__Work to be completed__:
Please reproduce exactly the lines from the start of the records through the one containing "self.filled = 0;", and nothing more.

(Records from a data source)
———

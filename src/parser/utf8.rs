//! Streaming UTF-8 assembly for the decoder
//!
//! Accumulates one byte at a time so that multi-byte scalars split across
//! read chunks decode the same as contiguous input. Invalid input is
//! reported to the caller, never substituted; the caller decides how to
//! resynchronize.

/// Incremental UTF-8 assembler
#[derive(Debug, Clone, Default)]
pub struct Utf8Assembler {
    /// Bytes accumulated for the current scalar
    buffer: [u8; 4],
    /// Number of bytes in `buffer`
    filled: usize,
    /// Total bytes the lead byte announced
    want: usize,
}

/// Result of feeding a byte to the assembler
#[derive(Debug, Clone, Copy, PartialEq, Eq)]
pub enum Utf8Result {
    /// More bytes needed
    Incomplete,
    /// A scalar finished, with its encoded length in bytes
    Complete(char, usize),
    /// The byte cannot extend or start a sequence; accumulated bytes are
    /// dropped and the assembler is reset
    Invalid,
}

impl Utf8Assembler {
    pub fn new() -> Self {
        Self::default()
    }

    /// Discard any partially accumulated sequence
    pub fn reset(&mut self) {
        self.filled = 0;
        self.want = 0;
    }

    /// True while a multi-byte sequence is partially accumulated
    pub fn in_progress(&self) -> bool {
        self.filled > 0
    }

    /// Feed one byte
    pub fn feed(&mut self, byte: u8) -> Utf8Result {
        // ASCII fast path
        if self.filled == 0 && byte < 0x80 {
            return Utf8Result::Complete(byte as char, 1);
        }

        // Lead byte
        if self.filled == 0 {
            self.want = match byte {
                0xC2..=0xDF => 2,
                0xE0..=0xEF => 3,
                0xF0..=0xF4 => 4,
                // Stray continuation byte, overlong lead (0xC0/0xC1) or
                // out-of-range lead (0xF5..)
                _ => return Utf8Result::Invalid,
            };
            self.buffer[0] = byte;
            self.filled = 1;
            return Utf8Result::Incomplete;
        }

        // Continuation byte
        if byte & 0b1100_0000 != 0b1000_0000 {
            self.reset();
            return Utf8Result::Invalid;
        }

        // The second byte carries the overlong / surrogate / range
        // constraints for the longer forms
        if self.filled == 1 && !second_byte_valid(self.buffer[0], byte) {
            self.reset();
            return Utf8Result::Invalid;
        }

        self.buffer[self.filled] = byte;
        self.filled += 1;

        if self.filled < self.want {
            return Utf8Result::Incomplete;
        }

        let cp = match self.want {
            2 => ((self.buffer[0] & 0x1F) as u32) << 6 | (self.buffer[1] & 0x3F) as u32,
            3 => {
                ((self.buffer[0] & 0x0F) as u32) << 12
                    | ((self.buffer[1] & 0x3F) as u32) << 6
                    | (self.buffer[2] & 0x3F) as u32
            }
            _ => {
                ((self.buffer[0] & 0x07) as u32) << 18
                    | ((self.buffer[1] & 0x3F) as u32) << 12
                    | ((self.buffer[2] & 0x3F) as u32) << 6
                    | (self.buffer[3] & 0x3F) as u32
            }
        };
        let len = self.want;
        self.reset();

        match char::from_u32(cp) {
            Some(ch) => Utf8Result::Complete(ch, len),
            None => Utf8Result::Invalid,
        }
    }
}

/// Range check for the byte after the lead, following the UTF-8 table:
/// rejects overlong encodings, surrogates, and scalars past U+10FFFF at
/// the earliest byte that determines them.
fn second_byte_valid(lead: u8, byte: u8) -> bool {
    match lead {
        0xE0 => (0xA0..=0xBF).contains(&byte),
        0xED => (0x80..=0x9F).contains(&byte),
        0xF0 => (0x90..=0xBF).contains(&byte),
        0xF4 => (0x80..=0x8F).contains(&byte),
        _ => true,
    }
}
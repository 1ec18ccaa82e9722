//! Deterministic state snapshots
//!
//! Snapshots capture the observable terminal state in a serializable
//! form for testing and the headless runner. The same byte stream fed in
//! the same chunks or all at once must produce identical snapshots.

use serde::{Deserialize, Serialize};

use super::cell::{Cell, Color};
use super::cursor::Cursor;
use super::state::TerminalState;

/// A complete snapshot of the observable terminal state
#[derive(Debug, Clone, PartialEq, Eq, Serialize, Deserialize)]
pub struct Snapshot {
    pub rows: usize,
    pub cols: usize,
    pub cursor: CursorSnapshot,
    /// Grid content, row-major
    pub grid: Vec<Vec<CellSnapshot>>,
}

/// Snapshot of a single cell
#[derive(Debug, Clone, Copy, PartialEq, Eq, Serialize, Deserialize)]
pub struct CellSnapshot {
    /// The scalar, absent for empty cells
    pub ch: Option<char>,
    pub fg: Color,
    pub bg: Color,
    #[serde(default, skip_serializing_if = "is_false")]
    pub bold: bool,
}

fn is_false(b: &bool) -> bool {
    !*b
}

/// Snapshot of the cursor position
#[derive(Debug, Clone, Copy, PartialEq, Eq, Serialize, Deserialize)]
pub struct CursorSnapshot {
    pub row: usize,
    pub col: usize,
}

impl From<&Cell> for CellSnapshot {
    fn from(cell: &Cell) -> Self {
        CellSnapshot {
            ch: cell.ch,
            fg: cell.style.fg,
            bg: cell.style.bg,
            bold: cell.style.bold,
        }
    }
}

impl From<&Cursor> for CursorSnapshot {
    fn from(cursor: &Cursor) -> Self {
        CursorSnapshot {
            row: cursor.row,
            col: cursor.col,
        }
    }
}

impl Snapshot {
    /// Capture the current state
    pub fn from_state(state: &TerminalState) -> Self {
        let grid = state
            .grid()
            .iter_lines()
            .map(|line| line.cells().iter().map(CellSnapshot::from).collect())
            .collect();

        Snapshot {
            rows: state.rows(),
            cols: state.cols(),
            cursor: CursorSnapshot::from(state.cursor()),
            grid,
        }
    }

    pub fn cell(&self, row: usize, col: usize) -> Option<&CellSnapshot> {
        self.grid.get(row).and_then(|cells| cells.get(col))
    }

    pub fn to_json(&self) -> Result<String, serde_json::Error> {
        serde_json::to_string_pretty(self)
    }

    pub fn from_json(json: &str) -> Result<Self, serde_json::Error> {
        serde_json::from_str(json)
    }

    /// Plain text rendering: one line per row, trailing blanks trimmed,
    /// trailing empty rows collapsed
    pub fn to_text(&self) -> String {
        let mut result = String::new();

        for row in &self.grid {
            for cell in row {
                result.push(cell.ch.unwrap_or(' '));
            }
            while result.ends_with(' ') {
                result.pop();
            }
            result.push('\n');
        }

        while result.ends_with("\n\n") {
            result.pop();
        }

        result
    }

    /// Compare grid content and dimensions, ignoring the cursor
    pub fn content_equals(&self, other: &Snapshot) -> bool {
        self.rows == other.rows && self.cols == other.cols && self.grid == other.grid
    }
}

———

__Answer box__:
filename src/parser/utf8.rs
//! Streaming UTF-8 assembly for the decoder
//!
//! Accumulates one byte at a time so that multi-byte scalars split across
//! read chunks decode the same as contiguous input. Invalid input is
//! reported to the caller, never substituted; the caller decides how to
//! resynchronize.

/// Incremental UTF-8 assembler
#[derive(Debug, Clone, Default)]
pub struct Utf8Assembler {
    /// Bytes accumulated for the current scalar
    buffer: [u8; 4],
    /// Number of bytes in `buffer`
    filled: usize,
    /// Total bytes the lead byte announced
    want: usize,
}

/// Result of feeding a byte to the assembler
#[derive(Debug, Clone, Copy, PartialEq, Eq)]
pub enum Utf8Result {
    /// More bytes needed
    Incomplete,
    /// A scalar finished, with its encoded length in bytes
    Complete(char, usize),
    /// The byte cannot extend or start a sequence; accumulated bytes are
    /// dropped and the assembler is reset
    Invalid,
}

impl Utf8Assembler {
    pub fn new() -> Self {
        Self::default()
    }

    /// Discard any partially accumulated sequence
    pub fn reset(&mut self) {
        self.filled = 0;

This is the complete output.